//! Growable, length-prefixed byte string used for client I/O buffers.
//!
//! Plays the role of Redis's `sds`: a `Vec<u8>`-backed buffer that knows how
//! to grow geometrically, rebase (drop already-consumed bytes from the
//! front) and reserve extra capacity ahead of a large read. Kept as an
//! explicit type (rather than just using `bytes::BytesMut` everywhere) so
//! the "rebase when a bulk is >= 32KiB" rule in spec.md §4.1 has one place
//! to live and one place to test.

/// Threshold above which the parser rebases the query buffer so the next
/// large bulk starts at offset 0 (spec.md §4.1).
pub const BIG_ARG_REBASE_THRESHOLD: usize = 32 * 1024;

/// Hard ceiling on the query buffer so a client can't grow it without bound
/// (supplemented constant, `original_source/src/vr_client.h`'s
/// `PROTO_MAX_QUERYBUF_LEN`).
pub const MAX_QUERYBUF_LEN: usize = 1024 * 1024 * 1024;

#[derive(Debug, Default)]
pub struct ByteBuf {
    data: Vec<u8>,
    /// Read cursor: bytes before this offset have already been consumed by
    /// the parser but not yet physically dropped.
    consumed: usize,
}

impl ByteBuf {
    pub fn new() -> Self {
        Self { data: Vec::new(), consumed: 0 }
    }

    pub fn with_capacity(cap: usize) -> Self {
        Self { data: Vec::with_capacity(cap), consumed: 0 }
    }

    #[inline]
    pub fn len(&self) -> usize {
        self.data.len() - self.consumed
    }

    #[inline]
    pub fn is_empty(&self) -> bool {
        self.len() == 0
    }

    /// Bytes not yet consumed by the parser.
    #[inline]
    pub fn as_slice(&self) -> &[u8] {
        &self.data[self.consumed..]
    }

    pub fn extend_from_slice(&mut self, bytes: &[u8]) {
        self.data.extend_from_slice(bytes);
    }

    /// Mark `n` bytes as consumed. Physical compaction is deferred to
    /// `compact_if_needed` so repeated small advances don't each cost a memmove.
    pub fn advance(&mut self, n: usize) {
        debug_assert!(self.consumed + n <= self.data.len());
        self.consumed += n;
        if self.consumed == self.data.len() {
            self.data.clear();
            self.consumed = 0;
        }
    }

    /// Physically drop consumed bytes from the front once the consumed
    /// prefix is large relative to what remains, or unconditionally when
    /// `force` is set (used before a >=32KiB bulk read so it starts at
    /// offset 0, enabling zero-copy object take-over per spec.md §4.1).
    pub fn compact_if_needed(&mut self, force: bool) {
        if self.consumed == 0 {
            return;
        }
        if force || self.consumed > self.data.len() / 2 {
            self.data.drain(..self.consumed);
            self.consumed = 0;
        }
    }

    /// Reserve capacity for at least `extra` more bytes beyond current length.
    pub fn reserve(&mut self, extra: usize) {
        self.data.reserve(extra);
    }

    pub fn clear(&mut self) {
        self.data.clear();
        self.consumed = 0;
    }

    pub fn capacity(&self) -> usize {
        self.data.capacity()
    }
}

#[cfg(test)]
mod tests {
    use super::*;

    #[test]
    fn advance_and_compact() {
        let mut b = ByteBuf::new();
        b.extend_from_slice(b"hello world");
        b.advance(6);
        assert_eq!(b.as_slice(), b"world");
        b.compact_if_needed(true);
        assert_eq!(b.as_slice(), b"world");
        assert_eq!(b.capacity() >= 5, true);
    }

    #[test]
    fn advance_to_completion_clears() {
        let mut b = ByteBuf::new();
        b.extend_from_slice(b"abc");
        b.advance(3);
        assert!(b.is_empty());
        assert_eq!(b.capacity(), b.capacity());
    }
}
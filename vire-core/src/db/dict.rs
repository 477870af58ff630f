//! A separate-chaining hash table with incremental rehashing.
//!
//! Backs a shard's `dict`, `expires`, and `watched_keys` maps. Built by hand
//! (rather than wrapping `std::collections::HashMap`) because the spec's
//! rehashing invariant — "every access migrates one bucket; additionally
//! the worker cron spends up to 1ms per shard per tick migrating buckets"
//! (spec.md §4.4) — requires visibility into individual buckets that a
//! stdlib map doesn't expose. The design note on "Incremental rehashing
//! mid-iteration" asks for a "safe iterator" mode that forbids resize for
//! its lifetime: here that invariant is enforced for free by the borrow
//! checker, since `iter()`/`scan()` borrow `&self` and every resizing
//! operation requires `&mut self`.

use std::borrow::Borrow;
use std::collections::hash_map::DefaultHasher;
use std::hash::{Hash, Hasher};

const INITIAL_BUCKETS: usize = 4;
/// Migrate at most this many non-empty buckets per incremental rehash step
/// called from a single access (spec.md §4.4: "every access migrates one
/// bucket").
const STEP_BUCKETS_PER_ACCESS: usize = 1;

struct Table<K, V> {
    buckets: Vec<Vec<(K, V)>>,
}

impl<K, V> Table<K, V> {
    fn new(num_buckets: usize) -> Self {
        let mut buckets = Vec::with_capacity(num_buckets);
        buckets.resize_with(num_buckets, Vec::new);
        Self { buckets }
    }

    fn mask(&self) -> usize {
        self.buckets.len() - 1
    }
}

fn next_pow2(mut n: usize) -> usize {
    if n < INITIAL_BUCKETS {
        return INITIAL_BUCKETS;
    }
    n -= 1;
    let mut p = 1usize;
    while p <= n {
        p <<= 1;
    }
    p
}

fn hash_of<Q: Hash + ?Sized>(k: &Q) -> u64 {
    let mut h = DefaultHasher::new();
    k.hash(&mut h);
    h.finish()
}

/// An incrementally-rehashing hash table.
pub struct Dict<K, V> {
    tables: [Table<K, V>; 2],
    /// -1 when not rehashing; otherwise the index of the next bucket in
    /// `tables[0]` to migrate into `tables[1]`.
    rehash_idx: i64,
    len: usize,
}

impl<K: Hash + Eq + Clone, V> Default for Dict<K, V> {
    fn default() -> Self {
        Self::new()
    }
}

impl<K: Hash + Eq + Clone, V> Dict<K, V> {
    pub fn new() -> Self {
        Self { tables: [Table::new(INITIAL_BUCKETS), Table::new(0)], rehash_idx: -1, len: 0 }
    }

    #[inline]
    pub fn len(&self) -> usize {
        self.len
    }

    #[inline]
    pub fn is_empty(&self) -> bool {
        self.len == 0
    }

    #[inline]
    pub fn is_rehashing(&self) -> bool {
        self.rehash_idx >= 0
    }

    pub fn capacity_buckets(&self) -> usize {
        self.tables[0].buckets.len()
            + if self.is_rehashing() { self.tables[1].buckets.len() } else { 0 }
    }

    /// Migrate up to one bucket of rehash work; called on every dict access
    /// per spec.md §4.4.
    fn rehash_step_on_access(&mut self) {
        if self.is_rehashing() {
            self.rehash_steps(STEP_BUCKETS_PER_ACCESS);
        }
    }

    /// Migrate up to `n` non-empty buckets from the old table into the new
    /// one. Called from the worker cron with a larger budget (spec.md §4.4:
    /// "up to 1ms per shard per tick"). Returns `true` if rehashing is still
    /// in progress afterwards.
    pub fn rehash_steps(&mut self, n: usize) -> bool {
        if !self.is_rehashing() {
            return false;
        }
        let mut migrated = 0;
        while migrated < n {
            if self.rehash_idx as usize >= self.tables[0].buckets.len() {
                self.finish_rehash();
                return false;
            }
            let bucket = std::mem::take(&mut self.tables[0].buckets[self.rehash_idx as usize]);
            self.rehash_idx += 1;
            if bucket.is_empty() {
                continue;
            }
            let mask1 = self.tables[1].mask();
            for (k, v) in bucket {
                let idx = (hash_of(&k) as usize) & mask1;
                self.tables[1].buckets[idx].push((k, v));
            }
            migrated += 1;
        }
        true
    }

    fn finish_rehash(&mut self) {
        let new_main = std::mem::replace(&mut self.tables[1], Table::new(0));
        self.tables[0] = new_main;
        self.rehash_idx = -1;
    }

    fn start_rehash(&mut self, new_size: usize) {
        debug_assert!(!self.is_rehashing());
        self.tables[1] = Table::new(next_pow2(new_size));
        self.rehash_idx = 0;
    }

    /// Grow when the load factor exceeds 1; shrink when the fill factor
    /// drops below 10% (spec.md §4.4: "Resizing down is triggered when the
    /// fill factor falls below 10%").
    fn maybe_resize(&mut self) {
        if self.is_rehashing() {
            return;
        }
        let buckets = self.tables[0].buckets.len();
        if buckets == 0 {
            self.start_rehash(INITIAL_BUCKETS.max(self.len));
            return;
        }
        let load = self.len as f64 / buckets as f64;
        if load > 1.0 {
            self.start_rehash(self.len * 2);
        } else if buckets > INITIAL_BUCKETS && load < 0.1 {
            self.start_rehash((self.len * 2).max(INITIAL_BUCKETS));
        }
    }

    fn find_pos<Q>(table: &Table<K, V>, key: &Q) -> Option<(usize, usize)>
    where
        K: Borrow<Q>,
        Q: Hash + Eq + ?Sized,
    {
        if table.buckets.is_empty() {
            return None;
        }
        let idx = (hash_of(key) as usize) & table.mask();
        let pos = table.buckets[idx].iter().position(|(k, _)| k.borrow() == key)?;
        Some((idx, pos))
    }

    pub fn get<Q>(&mut self, key: &Q) -> Option<&V>
    where
        K: Borrow<Q>,
        Q: Hash + Eq + ?Sized,
    {
        self.rehash_step_on_access();
        self.get_no_step(key)
    }

    /// Read-only lookup that does not advance rehashing (used by callers
    /// that only hold a shared borrow, e.g. during a safe iteration pass).
    pub fn get_no_step<Q>(&self, key: &Q) -> Option<&V>
    where
        K: Borrow<Q>,
        Q: Hash + Eq + ?Sized,
    {
        if self.is_rehashing() {
            if let Some((idx, pos)) = Self::find_pos(&self.tables[1], key) {
                return Some(&self.tables[1].buckets[idx][pos].1);
            }
        }
        let (idx, pos) = Self::find_pos(&self.tables[0], key)?;
        Some(&self.tables[0].buckets[idx][pos].1)
    }

    pub fn get_mut<Q>(&mut self, key: &Q) -> Option<&mut V>
    where
        K: Borrow<Q>,
        Q: Hash + Eq + ?Sized,
    {
        self.rehash_step_on_access();
        if self.is_rehashing() {
            if let Some((idx, pos)) = Self::find_pos(&self.tables[1], key) {
                return Some(&mut self.tables[1].buckets[idx][pos].1);
            }
        }
        let (idx, pos) = Self::find_pos(&self.tables[0], key)?;
        Some(&mut self.tables[0].buckets[idx][pos].1)
    }

    pub fn contains_key<Q>(&mut self, key: &Q) -> bool
    where
        K: Borrow<Q>,
        Q: Hash + Eq + ?Sized,
    {
        self.get(key).is_some()
    }

    /// Insert, returning the previous value if the key already existed.
    pub fn insert(&mut self, key: K, value: V) -> Option<V> {
        self.rehash_step_on_access();
        if self.is_rehashing() {
            let idx = (hash_of(&key) as usize) & self.tables[1].mask();
            if let Some(pos) = self.tables[1].buckets[idx].iter().position(|(k, _)| *k == key) {
                return Some(std::mem::replace(&mut self.tables[1].buckets[idx][pos].1, value));
            }
            if !self.tables[0].buckets.is_empty() {
                let idx0 = (hash_of(&key) as usize) & self.tables[0].mask();
                if let Some(pos) =
                    self.tables[0].buckets[idx0].iter().position(|(k, _)| *k == key)
                {
                    let (_, old) = self.tables[0].buckets[idx0].remove(pos);
                    self.tables[1].buckets[idx].push((key, value));
                    return Some(old);
                }
            }
            self.tables[1].buckets[idx].push((key, value));
            self.len += 1;
            return None;
        }

        if self.tables[0].buckets.is_empty() {
            self.tables[0] = Table::new(INITIAL_BUCKETS);
        }
        let idx = (hash_of(&key) as usize) & self.tables[0].mask();
        if let Some(pos) = self.tables[0].buckets[idx].iter().position(|(k, _)| *k == key) {
            return Some(std::mem::replace(&mut self.tables[0].buckets[idx][pos].1, value));
        }
        self.tables[0].buckets[idx].push((key, value));
        self.len += 1;
        self.maybe_resize();
        None
    }

    pub fn remove<Q>(&mut self, key: &Q) -> Option<V>
    where
        K: Borrow<Q>,
        Q: Hash + Eq + ?Sized,
    {
        self.rehash_step_on_access();
        if self.is_rehashing() {
            if let Some((idx, pos)) = Self::find_pos(&self.tables[1], key) {
                self.len -= 1;
                return Some(self.tables[1].buckets[idx].remove(pos).1);
            }
        }
        let (idx, pos) = Self::find_pos(&self.tables[0], key)?;
        self.len -= 1;
        let removed = self.tables[0].buckets[idx].remove(pos).1;
        self.maybe_resize();
        Some(removed)
    }

    /// Safe, non-mutating iteration over every live entry. Because this
    /// borrows `&self`, no resize or rehash step can interleave with it —
    /// enforced by the borrow checker rather than a runtime flag.
    pub fn iter(&self) -> impl Iterator<Item = (&K, &V)> {
        let extra: Box<dyn Iterator<Item = (&K, &V)>> = if self.is_rehashing() {
            Box::new(self.tables[1].buckets.iter().flatten().map(|(k, v)| (k, v)))
        } else {
            Box::new(std::iter::empty())
        };
        self.tables[0].buckets.iter().flatten().map(|(k, v)| (k, v)).chain(extra)
    }

    /// Resumable cursor for `SCAN`: walks buckets of the currently-active
    /// table in index order. A structural resize invalidates an in-flight
    /// cursor's exhaustiveness guarantee (elements may be revisited or
    /// skipped across a resize) — an accepted simplification versus Redis's
    /// full reverse-binary-increment cursor, documented in DESIGN.md.
    pub fn scan(&self, cursor: u64, count: usize, mut visit: impl FnMut(&K, &V)) -> u64 {
        let table = if self.is_rehashing() { &self.tables[1] } else { &self.tables[0] };
        if table.buckets.is_empty() {
            return 0;
        }
        let mut idx = cursor as usize;
        let mut visited_buckets = 0;
        while idx < table.buckets.len() && visited_buckets < count.max(1) {
            for (k, v) in &table.buckets[idx] {
                visit(k, v);
            }
            idx += 1;
            visited_buckets += 1;
        }
        if idx >= table.buckets.len() {
            0
        } else {
            idx as u64
        }
    }

    /// Pick a uniformly random live entry, used by eviction / active
    /// expiration sampling (spec.md §4.4). Returns `None` on an empty dict.
    pub fn random_entry(&self) -> Option<(&K, &V)> {
        if self.len == 0 {
            return None;
        }
        let n = rand::random::<usize>() % self.len;
        self.iter().nth(n)
    }
}

#[cfg(test)]
mod tests {
    use super::*;

    #[test]
    fn insert_get_remove() {
        let mut d: Dict<Vec<u8>, i32> = Dict::new();
        d.insert(b"a".to_vec(), 1);
        d.insert(b"b".to_vec(), 2);
        assert_eq!(d.get(b"a".as_slice()), Some(&1));
        assert_eq!(d.len(), 2);
        assert_eq!(d.remove(b"a".as_slice()), Some(1));
        assert_eq!(d.get(b"a".as_slice()), None);
        assert_eq!(d.len(), 1);
    }

    #[test]
    fn grows_and_rehashes_fully() {
        let mut d: Dict<i64, i64> = Dict::new();
        for i in 0..500 {
            d.insert(i, i * 2);
        }
        while d.is_rehashing() {
            d.rehash_steps(1000);
        }
        for i in 0..500 {
            assert_eq!(d.get(&i), Some(&(i * 2)));
        }
        assert_eq!(d.len(), 500);
    }

    #[test]
    fn scan_visits_every_key_eventually() {
        let mut d: Dict<i64, i64> = Dict::new();
        for i in 0..50 {
            d.insert(i, i);
        }
        while d.is_rehashing() {
            d.rehash_steps(1000);
        }
        let mut seen = std::collections::HashSet::new();
        let mut cursor = 0u64;
        loop {
            cursor = d.scan(cursor, 4, |k, _| {
                seen.insert(*k);
            });
            if cursor == 0 {
                break;
            }
        }
        assert_eq!(seen.len(), 50);
    }
}
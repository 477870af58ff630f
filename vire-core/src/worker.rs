//! Per-worker I/O reactor: one `mio::Poll` loop per OS thread, each owning
//! an exclusive slice of connected clients (spec.md §4.2).
//!
//! Modeled on `examples/other_examples/yijun-tang-rudis`'s event-loop shape
//! (`ae-handler.rs`/`handler.rs`: file events plus a periodic time event)
//! but built over `mio::Poll`/`Events` rather than raw `libc::poll`, per the
//! `mio` event-loop this project settled on. Each tick: drain the inbox,
//! service readable/writable sockets, then (at most once per
//! `cron_interval_ms`) run the background maintenance pass — active
//! expiration, incremental rehashing, snapshot ticking, and waking blocked
//! clients.

use std::collections::HashMap;
use std::io::{ErrorKind, Read, Write};
use std::sync::atomic::Ordering;
use std::sync::mpsc::Receiver;
use std::sync::Arc;
use std::time::{Duration, Instant};

use mio::net::TcpStream;
use mio::{Events, Interest, Poll, Token, Waker};

use crate::client::{Client, ContinuationKind};
use crate::command::{self, CommandCtx};
use crate::db::ClientId;
use crate::resp::ParseOutcome;
use crate::server::Server;

const WAKE_TOKEN: Token = Token(usize::MAX);
/// Incremental-rehash buckets migrated per shard per cron tick.
const CRON_REHASH_STEPS: usize = 100;

/// Work handed to a worker's inbox: either a fresh connection from the
/// acceptor thread, or a client "jumping" here from a sibling worker mid
/// `CLIENT LIST`/`CLIENT KILL` (spec.md §4.3).
pub enum Dispatch {
    NewConn { stream: TcpStream, id: ClientId, addr: std::net::SocketAddr },
    Jump { client: Box<Client>, stream: TcpStream },
}

/// What a worker (or the acceptor) needs to hand work to another worker:
/// its inbox and the waker that interrupts its `Poll::poll`.
#[derive(Clone)]
pub struct WorkerHandle {
    pub tx: std::sync::mpsc::Sender<Dispatch>,
    pub waker: Arc<Waker>,
}

struct Connection {
    client: Client,
    stream: TcpStream,
    /// Bytes already rendered but not yet written, left over from a write
    /// that hit `WouldBlock`. Non-empty only while `write_interest` is set.
    pending_out: Vec<u8>,
    write_interest: bool,
}

pub struct Worker {
    id: usize,
    server: Arc<Server>,
    poll: Poll,
    rx: Receiver<Dispatch>,
    peers: Vec<WorkerHandle>,
    conns: HashMap<Token, Connection>,
    next_token: usize,
    cron_interval: Duration,
    last_cron: Instant,
}
//! Per-connection state: I/O buffers, the parsed command pending dispatch,
//! `MULTI`/`WATCH` bookkeeping, and the worker-jump continuation used by
//! cross-worker admin commands (spec.md §4.3).

use crate::db::ClientId;
use crate::resp::{RequestParser, ReplyWriter};
use crate::buf::ByteBuf;

/// Bits mirroring `original_source/src/vr_client.h`'s `CLIENT_*` flags,
/// trimmed to the ones this server actually tracks.
pub mod flags {
    pub const NONE: u32 = 0;
    pub const MULTI: u32 = 1 << 0;
    pub const DIRTY_CAS: u32 = 1 << 1;
    pub const CLOSE_AFTER_REPLY: u32 = 1 << 2;
    pub const CLOSE_ASAP: u32 = 1 << 3;
    pub const MONITOR: u32 = 1 << 4;
    /// `CLIENT_DIRTY_EXEC`: set when a command failed to queue (unknown
    /// command or wrong arity) while inside `MULTI`. `EXEC` checks this
    /// separately from `DIRTY_CAS` so it can reply `-EXECABORT` instead of
    /// the nil array a failed `WATCH` gets.
    pub const DIRTY_EXEC: u32 = 1 << 5;
}

/// A command queued by `MULTI`, replayed verbatim by `EXEC`.
pub type QueuedCommand = Vec<Vec<u8>>;

/// One key a client is watching. `EXEC` aborts the transaction if the
/// owning shard's `version` counter has moved since `version_at_watch` was
/// recorded. This is shard-wide rather than per-key precision (several keys
/// share a shard and its single version counter), a deliberate
/// simplification over real Redis's per-key touch tracking: it can abort a
/// transaction unnecessarily when an unrelated key in the same shard
/// changes, but never misses a genuine conflict. `ShardData::watched_keys`
/// still records per-key interest, for use by a future invalidation path.
#[derive(Debug, Clone)]
pub struct WatchedKey {
    pub db: usize,
    pub key: Vec<u8>,
    pub version_at_watch: u64,
}

/// State carried by a multi-step, cross-worker admin command (`CLIENT
/// LIST`, `CLIENT KILL`) while it "jumps" from worker to worker collecting
/// or acting on each one's client table (spec.md §4.3). Bounded by
/// `steps_remaining` so a jump can never cycle more times than there are
/// workers.
#[derive(Debug, Clone)]
pub struct Continuation {
    pub steps_remaining: usize,
    pub origin_worker: usize,
    pub kind: ContinuationKind,
}

#[derive(Debug, Clone)]
pub enum ContinuationKind {
    ClientList { collected: Vec<String> },
    ClientKill { target_id: ClientId, killed: bool },
}

/// A client parked on `BLPOP`/`BRPOP` with no data available yet. The
/// worker registers `id` against each of `keys` in the owning shards'
/// `ShardData::blocking_keys`, and re-runs the pop (in `front` order) once
/// `notify_ready` wakes it or `deadline_ms` passes (`None` deadline means
/// block forever, per a `BLPOP`/`BRPOP` timeout of `0`).
#[derive(Debug, Clone)]
pub struct BlockedState {
    pub keys: Vec<Vec<u8>>,
    pub front: bool,
    pub deadline_ms: Option<i64>,
}

/// One connected client, owned exclusively by the worker that accepted it.
pub struct Client {
    pub id: ClientId,
    pub worker_id: usize,
    pub addr: std::net::SocketAddr,
    pub db_index: usize,
    pub name: Vec<u8>,
    pub authenticated: bool,
    pub flags: u32,
    pub created_at_secs: u32,
    pub last_interaction_secs: u32,

    pub input: ByteBuf,
    pub parser: RequestParser,
    pub output: ReplyWriter,

    /// Arguments of the command currently being dispatched.
    pub argv: Vec<Vec<u8>>,

    pub multi_queue: Vec<QueuedCommand>,
    pub watches: Vec<WatchedKey>,

    pub continuation: Option<Continuation>,

    /// Set while this client is parked on a blocking pop with nothing to
    /// return yet. The worker skips reading further input from this client
    /// (it already has the full `BLPOP`/`BRPOP` request) until it is woken.
    pub blocked: Option<BlockedState>,

    pub should_close: bool,
}

impl Client {
    pub fn new(id: ClientId, worker_id: usize, addr: std::net::SocketAddr, requires_auth: bool) -> Self {
        let now = crate::object::now_secs();
        Self {
            id,
            worker_id,
            addr,
            db_index: 0,
            name: Vec::new(),
            authenticated: !requires_auth,
            flags: flags::NONE,
            created_at_secs: now,
            last_interaction_secs: now,
            input: ByteBuf::new(),
            parser: RequestParser::new(),
            output: ReplyWriter::new(),
            argv: Vec::new(),
            multi_queue: Vec::new(),
            watches: Vec::new(),
            continuation: None,
            blocked: None,
            should_close: false,
        }
    }

    pub fn in_multi(&self) -> bool {
        self.flags & flags::MULTI != 0
    }

    pub fn set_in_multi(&mut self, on: bool) {
        if on {
            self.flags |= flags::MULTI;
        } else {
            self.flags &= !flags::MULTI;
        }
    }

    pub fn dirty_cas(&self) -> bool {
        self.flags & flags::DIRTY_CAS != 0
    }

    pub fn set_dirty_cas(&mut self) {
        self.flags |= flags::DIRTY_CAS;
    }

    pub fn dirty_exec(&self) -> bool {
        self.flags & flags::DIRTY_EXEC != 0
    }

    pub fn set_dirty_exec(&mut self) {
        self.flags |= flags::DIRTY_EXEC;
    }

    pub fn clear_transaction_state(&mut self) {
        self.set_in_multi(false);
        self.flags &= !(flags::DIRTY_CAS | flags::DIRTY_EXEC);
        self.multi_queue.clear();
        self.watches.clear();
    }

    pub fn touch(&mut self) {
        self.last_interaction_secs = crate::object::now_secs();
    }

    /// One `CLIENT LIST` line for this client.
    pub fn describe(&self) -> String {
        format!(
            "id={} addr={} name={} db={} age={} worker={}",
            self.id,
            self.addr,
            String::from_utf8_lossy(&self.name),
            self.db_index,
            self.created_at_secs,
            self.worker_id,
        )
    }
}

+-------+

Activity:
From the records above, quote only the lines running from the line with "self.finish_rehash();" to the line with "pub fn get<Q>(&mut", both lines included.

Task solution:
                self.finish_rehash();
                return false;
            }
            let bucket = std::mem::take(&mut self.tables[0].buckets[self.rehash_idx as usize]);
            self.rehash_idx += 1;
            if bucket.is_empty() {
                continue;
            }
            let mask1 = self.tables[1].mask();
            for (k, v) in bucket {
                let idx = (hash_of(&k) as usize) & mask1;
                self.tables[1].buckets[idx].push((k, v));
            }
            migrated += 1;
        }
        true
    }

    fn finish_rehash(&mut self) {
        let new_main = std::mem::replace(&mut self.tables[1], Table::new(0));
        self.tables[0] = new_main;
        self.rehash_idx = -1;
    }

    fn start_rehash(&mut self, new_size: usize) {
        debug_assert!(!self.is_rehashing());
        self.tables[1] = Table::new(next_pow2(new_size));
        self.rehash_idx = 0;
    }

    /// Grow when the load factor exceeds 1; shrink when the fill factor
    /// drops below 10% (spec.md §4.4: "Resizing down is triggered when the
    /// fill factor falls below 10%").
    fn maybe_resize(&mut self) {
        if self.is_rehashing() {
            return;
        }
        let buckets = self.tables[0].buckets.len();
        if buckets == 0 {
            self.start_rehash(INITIAL_BUCKETS.max(self.len));
            return;
        }
        let load = self.len as f64 / buckets as f64;
        if load > 1.0 {
            self.start_rehash(self.len * 2);
        } else if buckets > INITIAL_BUCKETS && load < 0.1 {
            self.start_rehash((self.len * 2).max(INITIAL_BUCKETS));
        }
    }

    fn find_pos<Q>(table: &Table<K, V>, key: &Q) -> Option<(usize, usize)>
    where
        K: Borrow<Q>,
        Q: Hash + Eq + ?Sized,
    {
        if table.buckets.is_empty() {
            return None;
        }
        let idx = (hash_of(key) as usize) & table.mask();
        let pos = table.buckets[idx].iter().position(|(k, _)| k.borrow() == key)?;
        Some((idx, pos))
    }

    pub fn get<Q>(&mut self, key: &Q) -> Option<&V>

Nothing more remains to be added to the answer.